Stromkosten: Regierung präsentiert Entlastung für Haushalte

Die österreichische Bundesregierung hat ein Maßnahmenpaket zur Senkung der Stromkosten vorgestellt. Im Zentrum steht die Reduktion der Elektrizitätsabgabe, die ab 2026 greifen soll. Laut dem Gesetzesantrag, der von ÖVP, SPÖ und NEOS eingebracht wurde, soll die Abgabe von derzeit 1,5 Cent pro Kilowattstunde (kWh) auf 0,82 Cent gesenkt werden. Für private Haushalte ist sogar ein Satz von nur 0,1 Cent pro kWh vorgesehen.
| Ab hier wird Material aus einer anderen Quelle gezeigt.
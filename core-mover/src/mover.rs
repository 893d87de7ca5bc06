//! # Mover Contract
//!
//! A mover performs the byte transfer of one replication cycle. Reconcilers
//! never talk to a transfer tool directly: they look up the [`Builder`]
//! registered under the spec's `mover` name, build a fresh [`Mover`] for the
//! current cycle and poll it.
//!
//! ## Lifecycle
//!
//! ```text
//! Builder::from_source / from_destination     (once per pass, cheap)
//!        │
//!        ▼
//! Mover::synchronize ── complete=false ──> requeue, build again next pass
//!        │
//!   complete=true
//!        ▼
//! Mover::cleanup                              (idempotent)
//! ```
//!
//! Movers hold no state between passes. Everything they need to find their
//! work again (job names, secrets) derives from the owner and the cycle id
//! carried in [`MoverContext`].

use async_trait::async_trait;
use bridge_traits::Clock;
use core_api::{MoverStatus, ReplicationDestination, ReplicationSource};
use core_provision::Provisioner;
use core_runtime::config::MoverImages;
use std::sync::Arc;
use std::time::Duration;

use crate::error::Result;

/// Outcome of one [`Mover::synchronize`] call.
#[derive(Debug, Clone, PartialEq, Eq, Default)]
pub struct MoverResult {
    /// The transfer of this cycle finished successfully.
    pub complete: bool,
    /// Suggested delay before polling again.
    pub retry_after: Option<Duration>,
    /// Status fragment to merge into the owner's status.
    pub status: MoverStatus,
}

impl MoverResult {
    pub fn in_progress(retry_after: Duration) -> Self {
        Self {
            complete: false,
            retry_after: Some(retry_after),
            status: MoverStatus::default(),
        }
    }

    pub fn completed() -> Self {
        Self {
            complete: true,
            retry_after: None,
            status: MoverStatus::default(),
        }
    }

    pub fn with_status(mut self, status: MoverStatus) -> Self {
        self.status = status;
        self
    }
}

/// Volume the mover reads from (source) or writes to (destination).
#[derive(Debug, Clone, PartialEq, Eq)]
pub struct DataVolume {
    pub name: String,
    pub read_only: bool,
}

impl DataVolume {
    pub fn read_only(name: impl Into<String>) -> Self {
        Self {
            name: name.into(),
            read_only: true,
        }
    }

    pub fn writable(name: impl Into<String>) -> Self {
        Self {
            name: name.into(),
            read_only: false,
        }
    }
}

/// Everything a builder needs besides the owner spec.
#[derive(Clone)]
pub struct MoverContext {
    pub provisioner: Provisioner,
    pub clock: Arc<dyn Clock>,
    /// Identifies the cycle; per-cycle object names derive from it.
    pub cycle_id: String,
    pub images: MoverImages,
    pub job_backoff_limit: u32,
    /// Delay between polls of a running job.
    pub poll_interval: Duration,
    /// Jobs are kept but suspended while the owner is paused.
    pub paused: bool,
}

/// One cycle's data transfer.
#[async_trait]
pub trait Mover: Send + Sync {
    /// Name of the backend that built this mover.
    fn name(&self) -> &str;

    /// Start the transfer if needed and report on it.
    ///
    /// Called once per reconcile pass until it reports `complete`. Repeated
    /// calls for the same cycle never restart work already running.
    async fn synchronize(&self) -> Result<MoverResult>;

    /// Release transient objects this mover created for the cycle.
    ///
    /// Succeeds when nothing was ever started.
    async fn cleanup(&self) -> Result<()>;
}

/// Constructs movers for one backend.
pub trait Builder: Send + Sync {
    /// Name the backend is selected by in a spec's `mover` field.
    fn name(&self) -> &'static str;

    /// Human-readable version information for startup logs.
    fn version_info(&self) -> String;

    /// Build the sending side. Fails with `InvalidSpec` when the backend's
    /// section of the spec is missing or incomplete.
    fn from_source(
        &self,
        ctx: &MoverContext,
        source: &ReplicationSource,
        data: DataVolume,
    ) -> Result<Box<dyn Mover>>;

    /// Build the receiving side.
    fn from_destination(
        &self,
        ctx: &MoverContext,
        destination: &ReplicationDestination,
        data: DataVolume,
    ) -> Result<Box<dyn Mover>>;
}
Politische Reaktionen: Lob und Kritik

Die Maßnahme wird politisch kontrovers diskutiert. Während die SPÖ die Entlastung als „konkrete Hilfe“ bezeichnet, die ab Januar 2026 spürbar sein soll, kritisiert die FPÖ die Pläne scharf. Sie spricht von einer „Alibimaßnahme“ und fordert eine stärkere Entlastung für Unternehmen sowie eine Senkung der Umsatzsteuer auf Energie von 20 auf 10 Prozent.

Weitere Maßnahmen in Aussicht

Neben der Elektrizitätsabgabe sollen auch andere Schritte zur Entlastung am Strommarkt folgen. Bundeskanzler Christian Stocker (ÖVP), Vizekanzler Andreas Babler (SPÖ) und Außenministerin Beate Meinl-Reisinger (NEOS) kündigten an, weitere Details in einer Pressekonferenz zu präsentieren. Aus der Industrie gibt es Forderungen nach zusätzlichen Entlastungen, etwa bei der Strompreiskompensation bis 2030 und der CO2-Bepreisung.